= Wongan Hills =

Low hills in Western Australia

Wongan Hills is a range of low flat-topped hills in the Avon Wheatbelt bioregion of Western Australia. It is located at , in the Shire of Wongan–Ballidu.

==History==
The range was first recorded in 1836 by Surveyor General of Western Australia John Septimus Roe. The area was settled by the 1900s (decade), and in 1911 the town of Wongan Hills was established and named after the range.

==Etymology==
"Wongan" is derived from the Indigenous Australian name "wangan-katta", "wankan" and "woongan". "Katta" is known to mean "hill", but the meaning of "wongan" is uncertain. It may be related to "kwongan", an indigenous word for sandplain, or "whispering", in which case "wongan katta" would mean "whispering hills".

==Flora and fauna==
The hills are biologically significant because they contain the largest remaining single area of natural vegetation in northern parts of the wheatbelt.

The hills are home to remnant woodlands of salmon gum (Eucalyptus salmonophloia), York gum (Eucalyptus loxophleba), gimlet (Eucalyptus salubris), and silver mallet (Eucalyptus falcata), and low forest of jam (Acacia acuminata), plant communities were once widespread but now rare in the Wheatbelt.

Plants endemic to the Wongan Hills include Acacia botrydion, Acacia pharangites, Acacia pygmaea, Banksia bella, Eremophila ternifolia, Philotheca wonganensis, and Chenopodium aciculare.

A species of dryandra is endemic to the locality, referred to by the epithet published by Alex George for his description of Dryandra wonganensis. The same author described a new, possibly rare species of hakea he collected at Wongan Hills; the distribution range of Hakea chromatropa is also restricted to nearby regions. George thought this remarkable enough to note the fact that this region was settled shortly after colonisation, with a prolific botanical collector nearby, but it still revealed a new taxon. He also described a rare verticordia, the Wongan featherflower (Verticordia staminosa subsp. staminosa) discovered by Harry Butler on a granite outcrop.
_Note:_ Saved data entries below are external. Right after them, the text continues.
/// Command: UpdateOrderStatus (generic status change, checked against the transition table).
#[derive(Debug, Clone, PartialEq, Eq, Serialize, Deserialize)]
pub struct UpdateOrderStatus {
    pub order_id: OrderId,
    pub status: OrderStatus,
    pub tracking_number: Option<String>,
    pub occurred_at: DateTime<Utc>,
}

/// Command: MarkShipped (processing → shipped).
#[derive(Debug, Clone, PartialEq, Eq, Serialize, Deserialize)]
pub struct MarkShipped {
    pub order_id: OrderId,
    pub tracking_number: Option<String>,
    pub occurred_at: DateTime<Utc>,
}

/// Command: MarkDelivered (shipped → delivered).
#[derive(Debug, Clone, PartialEq, Eq, Serialize, Deserialize)]
pub struct MarkDelivered {
    pub order_id: OrderId,
    pub occurred_at: DateTime<Utc>,
}

/// Command: CancelOrder.
#[derive(Debug, Clone, PartialEq, Eq, Serialize, Deserialize)]
pub struct CancelOrder {
    pub order_id: OrderId,
    pub reason: Option<String>,
    pub occurred_at: DateTime<Utc>,
}

/// Command: ProcessRefund (payment paid → refunded; order status unchanged).
#[derive(Debug, Clone, PartialEq, Eq, Serialize, Deserialize)]
pub struct ProcessRefund {
    pub order_id: OrderId,
    pub occurred_at: DateTime<Utc>,
}

/// Command: RecordPayment (payment pending/failed → paid).
#[derive(Debug, Clone, PartialEq, Eq, Serialize, Deserialize)]
pub struct RecordPayment {
    pub order_id: OrderId,
    pub occurred_at: DateTime<Utc>,
}

#[derive(Debug, Clone, PartialEq, Eq, Serialize, Deserialize)]
pub enum OrderCommand {
    PlaceOrder(PlaceOrder),
    UpdateOrderStatus(UpdateOrderStatus),
    MarkShipped(MarkShipped),
    MarkDelivered(MarkDelivered),
    CancelOrder(CancelOrder),
    ProcessRefund(ProcessRefund),
    RecordPayment(RecordPayment),
}

impl OrderCommand {
    pub fn order_id(&self) -> OrderId {
        match self {
            OrderCommand::PlaceOrder(c) => c.order_id,
            OrderCommand::UpdateOrderStatus(c) => c.order_id,
            OrderCommand::MarkShipped(c) => c.order_id,
            OrderCommand::MarkDelivered(c) => c.order_id,
            OrderCommand::CancelOrder(c) => c.order_id,
            OrderCommand::ProcessRefund(c) => c.order_id,
            OrderCommand::RecordPayment(c) => c.order_id,
        }
    }
}

// ─────────────────────────────────────────────────────────────────────────────
// Events
// ─────────────────────────────────────────────────────────────────────────────

/// Event: OrderPlaced.
#[derive(Debug, Clone, PartialEq, Eq, Serialize, Deserialize)]
pub struct OrderPlaced {
    pub order_id: OrderId,
    pub order_number: String,
    pub customer_id: CustomerId,
    pub customer_name: String,
    pub vendor_id: VendorId,
    pub lines: Vec<OrderLine>,
    pub total: Money,
    pub shipping_address: ShippingAddress,
    pub payment_status: PaymentStatus,
    pub occurred_at: DateTime<Utc>,
}

/// Event: OrderStatusChanged (forward step).
#[derive(Debug, Clone, PartialEq, Eq, Serialize, Deserialize)]
pub struct OrderStatusChanged {
    pub order_id: OrderId,
    pub from: OrderStatus,
    pub to: OrderStatus,
    pub tracking_number: Option<String>,
    pub occurred_at: DateTime<Utc>,
}

/// Event: OrderCancelled.
#[derive(Debug, Clone, PartialEq, Eq, Serialize, Deserialize)]
pub struct OrderCancelled {
    pub order_id: OrderId,
    pub reason: Option<String>,
    pub occurred_at: DateTime<Utc>,
}

/// Event: PaymentRecorded.
#[derive(Debug, Clone, PartialEq, Eq, Serialize, Deserialize)]
pub struct PaymentRecorded {
    pub order_id: OrderId,
    pub occurred_at: DateTime<Utc>,
}

/// Event: OrderRefunded.
#[derive(Debug, Clone, PartialEq, Eq, Serialize, Deserialize)]
pub struct OrderRefunded {
    pub order_id: OrderId,
    pub amount: Money,
    pub occurred_at: DateTime<Utc>,
}

#[derive(Debug, Clone, PartialEq, Eq, Serialize, Deserialize)]
pub enum OrderEvent {
    OrderPlaced(OrderPlaced),
    OrderStatusChanged(OrderStatusChanged),
    OrderCancelled(OrderCancelled),
    PaymentRecorded(PaymentRecorded),
    OrderRefunded(OrderRefunded),
}

impl Event for OrderEvent {
    fn event_type(&self) -> &'static str {
        match self {
            OrderEvent::OrderPlaced(_) => "orders.order.placed",
            OrderEvent::OrderStatusChanged(_) => "orders.order.status_changed",
            OrderEvent::OrderCancelled(_) => "orders.order.cancelled",
            OrderEvent::PaymentRecorded(_) => "orders.order.payment_recorded",
            OrderEvent::OrderRefunded(_) => "orders.order.refunded",
        }
    }

    fn version(&self) -> u32 {
        1
    }

    fn occurred_at(&self) -> DateTime<Utc> {
        match self {
            OrderEvent::OrderPlaced(e) => e.occurred_at,
            OrderEvent::OrderStatusChanged(e) => e.occurred_at,
            OrderEvent::OrderCancelled(e) => e.occurred_at,
            OrderEvent::PaymentRecorded(e) => e.occurred_at,
            OrderEvent::OrderRefunded(e) => e.occurred_at,
        }
    }
}

impl Aggregate for Order {
    type Command = OrderCommand;
    type Event = OrderEvent;
    type Error = DomainError;

    fn apply(&mut self, event: &Self::Event) {
        match event {
            OrderEvent::OrderPlaced(e) => {
                self.id = e.order_id;
                self.order_number = e.order_number.clone();
                self.customer_id = Some(e.customer_id);
                self.customer_name = e.customer_name.clone();
                self.vendor_id = Some(e.vendor_id);
                self.lines = e.lines.clone();
                self.total = Some(e.total.clone());
                self.status = OrderStatus::Pending;
                self.payment_status = e.payment_status;
                self.shipping_address = Some(e.shipping_address.clone());
                self.placed_at = Some(e.occurred_at);
                self.created = true;
            }
            OrderEvent::OrderStatusChanged(e) => {
                self.status = e.to;
                if e.tracking_number.is_some() {
                    self.tracking_number = e.tracking_number.clone();
                }
                self.updated_at = Some(e.occurred_at);
            }
            OrderEvent::OrderCancelled(e) => {
                self.status = OrderStatus::Cancelled;
                self.cancellation_reason = e.reason.clone();
                self.updated_at = Some(e.occurred_at);
            }
            OrderEvent::PaymentRecorded(e) => {
                self.payment_status = PaymentStatus::Paid;
                self.updated_at = Some(e.occurred_at);
            }
            OrderEvent::OrderRefunded(e) => {
                self.payment_status = PaymentStatus::Refunded;
                self.updated_at = Some(e.occurred_at);
            }
        }

        // Deterministic version tracking: +1 per applied event.
        self.version += 1;
    }

    fn handle(&self, command: &Self::Command) -> Result<Vec<Self::Event>, Self::Error> {
        if let OrderCommand::PlaceOrder(cmd) = command {
            return self.handle_place(cmd);
        }

        if !self.created {
            return Err(DomainError::not_found());
        }
        self.ensure_order_id(command.order_id())?;

        match command {
            OrderCommand::PlaceOrder(_) => Err(DomainError::conflict("order already exists")),
            OrderCommand::UpdateOrderStatus(cmd) => {
                self.transition(cmd.status, cmd.tracking_number.clone(), None, cmd.occurred_at)
            }
            OrderCommand::MarkShipped(cmd) => {
                self.ensure_status(OrderStatus::Processing, "shipped")?;
                self.transition(
                    OrderStatus::Shipped,
                    cmd.tracking_number.clone(),
                    None,
                    cmd.occurred_at,
                )
            }
            OrderCommand::MarkDelivered(cmd) => {
                self.ensure_status(OrderStatus::Shipped, "delivered")?;
                self.transition(OrderStatus::Delivered, None, None, cmd.occurred_at)
            }
            OrderCommand::CancelOrder(cmd) => self.transition(
                OrderStatus::Cancelled,
                None,
                cmd.reason.clone(),
                cmd.occurred_at,
            ),
            OrderCommand::ProcessRefund(cmd) => self.handle_refund(cmd),
            OrderCommand::RecordPayment(cmd) => self.handle_record_payment(cmd),
        }
    }
}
A study of the area in 1982, published in a series of articles in Nuytsia, described eight unknown species of plants.

The hills are home to 90 species of birds.

==Protected areas==
There are several protected areas in the hills:
- Wongan Hills Nature Reserve (4.17 km^{2}), established 1975
- Elphin Nature Reserve (1.98 km^{2}), established 1977
- Rogers Nature Reserve (3.41 km^{2}), established 1985
- Fowler Gully Nature Reserve (2.3 km^{2}), established 1993
- Unnamed WA51093 Nature Reserve (5.58 km^{2}), established 2011
- Unnamed WA52103 Conservation Park (6.95 km^{2}), established 2016

Elphin Nature Reserve and the two unnamed protected areas are contiguous. The others are separated from one another by unprotected lands.